Data to process
________________________

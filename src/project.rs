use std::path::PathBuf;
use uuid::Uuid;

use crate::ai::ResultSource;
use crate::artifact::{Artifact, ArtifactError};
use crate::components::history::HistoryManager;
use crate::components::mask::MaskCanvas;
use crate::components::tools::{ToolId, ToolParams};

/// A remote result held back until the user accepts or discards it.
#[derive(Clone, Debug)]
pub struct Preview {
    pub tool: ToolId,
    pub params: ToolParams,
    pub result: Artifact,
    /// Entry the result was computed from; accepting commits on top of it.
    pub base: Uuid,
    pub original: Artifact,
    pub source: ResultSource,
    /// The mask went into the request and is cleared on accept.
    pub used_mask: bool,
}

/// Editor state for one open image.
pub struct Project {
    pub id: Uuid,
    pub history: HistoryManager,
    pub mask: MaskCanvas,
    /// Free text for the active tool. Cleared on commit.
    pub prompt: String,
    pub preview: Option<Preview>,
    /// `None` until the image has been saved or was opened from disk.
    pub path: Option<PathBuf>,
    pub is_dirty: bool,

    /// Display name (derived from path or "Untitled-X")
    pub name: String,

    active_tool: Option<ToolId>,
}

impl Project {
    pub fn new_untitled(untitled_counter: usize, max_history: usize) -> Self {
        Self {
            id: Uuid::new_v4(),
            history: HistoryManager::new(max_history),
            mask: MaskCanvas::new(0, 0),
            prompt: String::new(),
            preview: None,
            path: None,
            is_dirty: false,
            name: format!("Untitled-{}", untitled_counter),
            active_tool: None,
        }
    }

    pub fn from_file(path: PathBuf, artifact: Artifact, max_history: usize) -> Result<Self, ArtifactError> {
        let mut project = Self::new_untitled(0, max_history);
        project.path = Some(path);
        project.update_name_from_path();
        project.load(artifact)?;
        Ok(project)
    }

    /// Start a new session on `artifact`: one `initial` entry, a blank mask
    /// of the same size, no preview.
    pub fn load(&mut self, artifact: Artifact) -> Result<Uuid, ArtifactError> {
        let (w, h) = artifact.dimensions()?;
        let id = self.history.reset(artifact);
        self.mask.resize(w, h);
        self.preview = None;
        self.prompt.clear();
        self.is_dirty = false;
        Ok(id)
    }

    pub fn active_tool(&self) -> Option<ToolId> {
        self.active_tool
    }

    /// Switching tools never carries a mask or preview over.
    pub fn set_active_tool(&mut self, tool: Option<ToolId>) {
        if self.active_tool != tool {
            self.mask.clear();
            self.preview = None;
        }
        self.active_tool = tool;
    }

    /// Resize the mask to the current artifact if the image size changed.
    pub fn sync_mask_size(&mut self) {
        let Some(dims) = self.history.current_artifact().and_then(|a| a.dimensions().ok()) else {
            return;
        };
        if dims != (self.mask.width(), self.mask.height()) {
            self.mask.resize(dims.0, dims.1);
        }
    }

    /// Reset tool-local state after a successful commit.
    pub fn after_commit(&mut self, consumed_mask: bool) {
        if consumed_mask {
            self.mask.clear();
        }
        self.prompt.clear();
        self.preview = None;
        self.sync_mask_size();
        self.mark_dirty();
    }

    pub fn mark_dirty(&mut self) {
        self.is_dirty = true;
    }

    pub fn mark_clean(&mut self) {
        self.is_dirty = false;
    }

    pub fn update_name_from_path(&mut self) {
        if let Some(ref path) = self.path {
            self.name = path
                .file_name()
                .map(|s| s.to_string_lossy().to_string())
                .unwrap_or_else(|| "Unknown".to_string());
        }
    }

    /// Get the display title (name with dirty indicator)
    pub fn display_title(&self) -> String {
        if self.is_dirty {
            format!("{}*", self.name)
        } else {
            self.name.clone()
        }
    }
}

________________________

Problem to work on
Look above and repeat, character for character, the lines from the first one to the line with "Artifact, max_history: usize)", counting both.

Written answer
filename src/project.rs
use std::path::PathBuf;
use uuid::Uuid;

use crate::ai::ResultSource;
use crate::artifact::{Artifact, ArtifactError};
use crate::components::history::HistoryManager;
use crate::components::mask::MaskCanvas;
use crate::components::tools::{ToolId, ToolParams};

/// A remote result held back until the user accepts or discards it.
#[derive(Clone, Debug)]
pub struct Preview {
    pub tool: ToolId,
    pub params: ToolParams,
    pub result: Artifact,
    /// Entry the result was computed from; accepting commits on top of it.
    pub base: Uuid,
    pub original: Artifact,
    pub source: ResultSource,
    /// The mask went into the request and is cleared on accept.
    pub used_mask: bool,
}

/// Editor state for one open image.
pub struct Project {
    pub id: Uuid,
    pub history: HistoryManager,
    pub mask: MaskCanvas,
    /// Free text for the active tool. Cleared on commit.
    pub prompt: String,
    pub preview: Option<Preview>,
    /// `None` until the image has been saved or was opened from disk.
    pub path: Option<PathBuf>,
    pub is_dirty: bool,

    /// Display name (derived from path or "Untitled-X")
    pub name: String,

    active_tool: Option<ToolId>,
}

impl Project {
    pub fn new_untitled(untitled_counter: usize, max_history: usize) -> Self {
        Self {
            id: Uuid::new_v4(),
            history: HistoryManager::new(max_history),
            mask: MaskCanvas::new(0, 0),
            prompt: String::new(),
            preview: None,
            path: None,
            is_dirty: false,
            name: format!("Untitled-{}", untitled_counter),
            active_tool: None,
        }
    }

    pub fn from_file(path: PathBuf, artifact: Artifact, max_history: usize) -> Result<Self, ArtifactError> {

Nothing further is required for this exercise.